ACUTE DURABILITY OF CAVOTRICUSPID ISTHMUS BLOCK AFTER PULSED ELECTRIC FIELD ABLATION: RANDOMIZED COMPARISON OF TWO PENTASPLINE CATHETER CONFIGURATIONS (SECTION TRIAL)

P. Stojadinović, D. Wichterle, J. Bulava, J. Plášek, Š. Havránek, P. Peichl, N. Ventrella, J. Marek, P. Štiavnický, J. Kautzner (Praha)
Tématický okruh: Obecný okruh
Typ: Ústní sdělení - lékařské, XXII. české a slovenské sympozium o arytmiích a KS

Background
The acute efficacy of the cavotricuspid isthmus (CTI) ablation using the pentaspline catheter and pulsed-electric field (PEF) energy has not been systematically evaluated.
Aims
To assess the acute efficacy and haemolysis associated with CTI ablation using two available configurations of the catheter.
Methods
A tolal of 178 patients (age 65±10 years, males 66%) undergoing CTI PEF ablation in conjunction with AF ablation were randomized to the ablation using basket configuration (n=95) or the flower configuration (n=83) of the pentaspline catheter.
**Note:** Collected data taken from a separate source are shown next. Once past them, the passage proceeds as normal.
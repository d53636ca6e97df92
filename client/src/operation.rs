//! Operation values and the handler registry that dispatches them.
//!
//! An operation is a typed request naming a capability; the handler
//! registered for its key is how that capability is carried out. Keeping the
//! two apart lets a host swap or mock whole verticals by re-registering
//! keys.

use std::{
    any::Any,
    collections::HashMap,
    marker::PhantomData,
    time::Duration,
};

use futures::future::BoxFuture;

use crate::{
    client::Sextant,
    error::{
        ClientError,
        ClientResult,
    },
    scope::{
        CancelHandle,
        CancelScope,
        CancellationReason,
    },
};

/// An immutable request value: a key naming a capability plus the input it
/// runs with. Carries no behavior; the output type exists for inference only.
pub struct Operation<I, O> {
    key: &'static str,
    input: I,
    _output: PhantomData<fn() -> O>,
}

impl<I, O> Operation<I, O> {
    pub fn new(key: &'static str, input: I) -> Self {
        Self {
            key,
            input,
            _output: PhantomData,
        }
    }

    pub fn key(&self) -> &'static str {
        self.key
    }

    pub fn input(&self) -> &I {
        &self.input
    }
}

/// Implements one operation's behavior. Blanket-implemented for functions of
/// the same shape, so plain `fn` handlers register directly.
pub trait OperationHandler<C, I, O>: Send + Sync {
    fn handle<'a>(
        &'a self,
        input: I,
        client: &'a Sextant<C>,
        scope: &'a CancelScope,
    ) -> BoxFuture<'a, ClientResult<O>>;
}

impl<C, I, O, F> OperationHandler<C, I, O> for F
where
    F: for<'a> Fn(I, &'a Sextant<C>, &'a CancelScope) -> BoxFuture<'a, ClientResult<O>>
        + Send
        + Sync,
{
    fn handle<'a>(
        &'a self,
        input: I,
        client: &'a Sextant<C>,
        scope: &'a CancelScope,
    ) -> BoxFuture<'a, ClientResult<O>> {
        self(input, client, scope)
    }
}

/// Object-safe shim over a typed handler: inputs and outputs cross as
/// `Any` boxes so one table can hold every operation's handler.
trait ErasedHandler<C>: Send + Sync {
    fn call<'a>(
        &'a self,
        input: Box<dyn Any + Send>,
        client: &'a Sextant<C>,
        scope: &'a CancelScope,
    ) -> BoxFuture<'a, ClientResult<Box<dyn Any + Send>>>;
}

struct Erased<H, I, O> {
    key: &'static str,
    handler: H,
    _marker: PhantomData<fn(I) -> O>,
}

impl<C, I, O, H> ErasedHandler<C> for Erased<H, I, O>
where
    C: Send + Sync,
    I: Send + 'static,
    O: Send + 'static,
    H: OperationHandler<C, I, O>,
{
    fn call<'a>(
        &'a self,
        input: Box<dyn Any + Send>,
        client: &'a Sextant<C>,
        scope: &'a CancelScope,
    ) -> BoxFuture<'a, ClientResult<Box<dyn Any + Send>>> {
        Box::pin(async move {
            let input = input
                .downcast::<I>()
                .map_err(|_| ClientError::OperationInputMismatch { key: self.key })?;
            let output = self.handler.handle(*input, client, scope).await?;
            Ok(Box::new(output) as Box<dyn Any + Send>)
        })
    }
}

/// Cancellation and deadline inputs for one dispatch.
#[derive(Default)]
pub struct ExecuteOptions {
    /// External cancellation signal the operation's scope observes.
    pub signal: Option<CancelHandle>,
    /// Cooperative deadline. Expiry cancels the operation's scope, never the
    /// caller's shared signal; the handler observes it at its next
    /// checkpoint.
    pub timeout: Option<Duration>,
}

/// The table mapping operation keys to handlers.
///
/// Owned by a composition root and populated during its explicit
/// plugin-install phase; dispatch only reads it. Registering a key that is
/// already present silently replaces the previous handler so plugins can
/// override each other, which makes registration order significant.
pub struct OperationRegistry<C> {
    handlers: HashMap<&'static str, Box<dyn ErasedHandler<C>>>,
}

impl<C> Default for OperationRegistry<C> {
    fn default() -> Self {
        Self {
            handlers: HashMap::new(),
        }
    }
}

impl<C: Send + Sync> OperationRegistry<C> {
    pub fn new() -> Self {
        Self::default()
    }

    /// Inserts or overwrites the handler for `key`. Last registration wins.
    pub fn register<I, O, H>(&mut self, key: &'static str, handler: H)
    where
        I: Send + 'static,
        O: Send + 'static,
        H: OperationHandler<C, I, O> + 'static,
    {
        self.handlers.insert(
            key,
            Box::new(Erased {
                key,
                handler,
                _marker: PhantomData,
            }),
        );
    }

    pub fn contains(&self, key: &str) -> bool {
        self.handlers.contains_key(key)
    }

    fn lookup(&self, key: &str) -> ClientResult<&dyn ErasedHandler<C>> {
        self.handlers
            .get(key)
            .map(|handler| handler.as_ref())
            .ok_or_else(|| ClientError::HandlerMissing {
                key: key.to_string(),
            })
    }

    /// Resolves the handler for `operation` and runs it to settlement.
    /// Handler-internal failures propagate unchanged; nothing is retried.
    pub async fn execute<I, O>(
        &self,
        operation: Operation<I, O>,
        client: &Sextant<C>,
        options: ExecuteOptions,
    ) -> ClientResult<O>
    where
        I: Send + 'static,
        O: Send + 'static,
    {
        let handler = self.lookup(operation.key)?;
        run_handler(handler, operation.key, Box::new(operation.input), client, &options).await
    }

    /// A cold representation of the same call: the handler is resolved once,
    /// here, and the task can then be run whenever, with a caller-chosen
    /// cancellation signal, without another lookup.
    pub fn task<I, O>(&self, operation: Operation<I, O>) -> ClientResult<OperationTask<'_, C, I, O>> {
        let handler = self.lookup(operation.key)?;
        Ok(OperationTask {
            handler,
            key: operation.key,
            input: operation.input,
            _output: PhantomData,
        })
    }
}

async fn run_handler<C: Send + Sync, O: Send + 'static>(
    handler: &dyn ErasedHandler<C>,
    key: &'static str,
    input: Box<dyn Any + Send>,
    client: &Sextant<C>,
    options: &ExecuteOptions,
) -> ClientResult<O> {
    let scope = match &options.signal {
        Some(handle) => CancelScope::attached(handle),
        None => CancelScope::detached(),
    };

    let mut call = handler.call(input, client, &scope);
    let output = match options.timeout {
        Some(timeout) => {
            tokio::select! {
                output = &mut call => output,
                _ = tokio::time::sleep(timeout) => {
                    // Deadline expiry is delivered through the scope; the
                    // handler keeps running until its next checkpoint
                    // observes it.
                    scope.cancel(CancellationReason::TimedOut(timeout));
                    call.await
                }
            }
        }
        None => call.await,
    }?;

    output
        .downcast::<O>()
        .map(|output| *output)
        .map_err(|_| ClientError::OperationOutputMismatch { key })
}

/// A deferred dispatch produced by [`OperationRegistry::task`]. Runnable
/// repeatedly as long as the input clones.
pub struct OperationTask<'r, C, I, O> {
    handler: &'r dyn ErasedHandler<C>,
    key: &'static str,
    input: I,
    _output: PhantomData<fn() -> O>,
}

impl<C, I, O> OperationTask<'_, C, I, O>
where
    C: Send + Sync,
    I: Clone + Send + 'static,
    O: Send + 'static,
{
    pub fn key(&self) -> &'static str {
        self.key
    }

    pub async fn run(&self, client: &Sextant<C>, options: ExecuteOptions) -> ClientResult<O> {
        run_handler(
            self.handler,
            self.key,
            Box::new(self.input.clone()),
            client,
            &options,
        )
        .await
    }
}
//! An in-memory [`Connection`] so tests and demos run without a validator.
//!
//! Reads behave like the RPC transport over a plain account map, including
//! memcmp/data-size filtering and slice projection. Writes are recorded, not
//! executed; assertions inspect the sent transactions directly.

use std::{
    collections::HashMap,
    sync::Mutex,
};

use async_trait::async_trait;
use solana_account::Account;
use solana_address::Address;
use solana_commitment_config::CommitmentConfig;
use solana_sdk::{
    hash::Hash,
    signature::Signature,
    transaction::Transaction,
};

use crate::{
    accounts::{
        KeyedAccount,
        ProgramScan,
    },
    connection::Connection,
    error::{
        ClientError,
        ClientResult,
    },
};

#[derive(Default)]
struct MemoryState {
    accounts: HashMap<Address, Account>,
    sent: Vec<Transaction>,
    confirm_polls_remaining: u8,
    fail_batches: bool,
    next_signature: u64,
}

pub struct MemoryConnection {
    state: Mutex<MemoryState>,
    commitment: CommitmentConfig,
}

impl Default for MemoryConnection {
    fn default() -> Self {
        Self {
            state: Mutex::new(MemoryState::default()),
            commitment: CommitmentConfig::processed(),
        }
    }
}

impl MemoryConnection {
    pub fn new() -> Self {
        Self::default()
    }

    pub fn with_accounts(accounts: impl IntoIterator<Item = (Address, Account)>) -> Self {
        let connection = Self::new();
        for (address, account) in accounts {
            connection.set_account(address, account);
        }
        connection
    }

    pub fn set_account(&self, address: Address, account: Account) {
        self.lock().accounts.insert(address, account);
    }

    pub fn account(&self, address: &Address) -> Option<Account> {
        self.lock().accounts.get(address).cloned()
    }

    /// Every transaction accepted so far, in submission order.
    pub fn sent_transactions(&self) -> Vec<Transaction> {
        self.lock().sent.clone()
    }

    /// Makes the next `polls` confirmation checks report "not yet".
    pub fn require_confirm_polls(&self, polls: u8) {
        self.lock().confirm_polls_remaining = polls;
    }

    /// Makes every batch read fail until turned off again.
    pub fn fail_batches(&self, fail: bool) {
        self.lock().fail_batches = fail;
    }

    fn lock(&self) -> std::sync::MutexGuard<'_, MemoryState> {
        self.state.lock().expect("memory connection lock")
    }

    fn next_signature(state: &mut MemoryState) -> Signature {
        state.next_signature += 1;
        let mut bytes = [0u8; 64];
        bytes[..8].copy_from_slice(&state.next_signature.to_le_bytes());
        Signature::from(bytes)
    }
}

#[async_trait]
impl Connection for MemoryConnection {
    fn commitment(&self) -> CommitmentConfig {
        self.commitment
    }

    async fn get_account(
        &self,
        address: &Address,
        _commitment: CommitmentConfig,
    ) -> ClientResult<Option<Account>> {
        Ok(self.lock().accounts.get(address).cloned())
    }

    async fn get_multiple_accounts(
        &self,
        addresses: &[Address],
        _commitment: CommitmentConfig,
    ) -> ClientResult<Vec<Option<Account>>> {
        let state = self.lock();
        if state.fail_batches {
            return Err(ClientError::Connection("injected batch failure".into()));
        }
        Ok(addresses
            .iter()
            .map(|address| state.accounts.get(address).cloned())
            .collect())
    }

    async fn get_program_accounts(
        &self,
        program: &Address,
        scan: ProgramScan,
    ) -> ClientResult<Vec<KeyedAccount>> {
        let state = self.lock();
        Ok(state
            .accounts
            .iter()
            .filter(|(_, account)| account.owner == *program)
            .filter(|(_, account)| scan.filters.iter().all(|filter| filter.matches(&account.data)))
            .map(|(address, account)| {
                let mut account = account.clone();
                if let Some(slice) = scan.slice {
                    account.data = slice.apply(&account.data);
                }
                KeyedAccount {
                    address: *address,
                    account,
                }
            })
            .collect())
    }

    async fn get_latest_blockhash(&self) -> ClientResult<Hash> {
        Ok(Hash::default())
    }

    async fn send_transaction(&self, transaction: &Transaction) -> ClientResult<Signature> {
        let mut state = self.lock();
        state.sent.push(transaction.clone());
        Ok(Self::next_signature(&mut state))
    }

    async fn confirm_transaction(&self, _signature: &Signature) -> ClientResult<bool> {
        let mut state = self.lock();
        if state.confirm_polls_remaining > 0 {
            state.confirm_polls_remaining -= 1;
            return Ok(false);
        }
        Ok(true)
    }

    async fn request_airdrop(&self, address: &Address, lamports: u64) -> ClientResult<Signature> {
        let mut state = self.lock();
        state
            .accounts
            .entry(*address)
            .or_insert_with(|| Account::new(0, 0, &solana_system_interface::program::ID))
            .lamports += lamports;
        Ok(Self::next_signature(&mut state))
    }
}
The CTI ablation was guided by intracardiac echocardiography. Venous blood samples to assess haemolytic biomarkers were collected before and after the CTI ablation.
Results
The groups were broadly comparable in baseline characteristics. The flower group demonstrated superior procedural efficiency, with fewer applications required to achieve a CTI block (3.4 ± 3.1 vs 8.0 ± 4.1, P <0.001), a shorter time to block (96 ± 289 vs 177 ± 192 s, P <0.001), and fewer total applications (10.1 ± 3.4 vs 13.3 ± 5.1, P <0.001). Acute reconduction occurred in 20% of cases overall but was significantly lower in the flower group (6% vs 32%, P <0.001; hazard ratio: 0.26, 95% confidence interval: 0.08–0.92). Haemolysis was notably lower in the flower group, with significantly less post-procedural free haemoglobin (154 ± 112 vs 210 ± 115 mg/L, P <0.001). One case of transient ST elevations occurred in the flower group without clinical consequence.

Conclusion
PEF ablation of the CTI using the flower configuration of the pentaspline catheter proved to be more effective in achieving acute CTI block and safer in terms of haemolysis when compared to the basket configuration. This is likely due to the larger footprint and improved tissue contact of all electrodes, minimizing the leakage of PEF energy into the blood pool.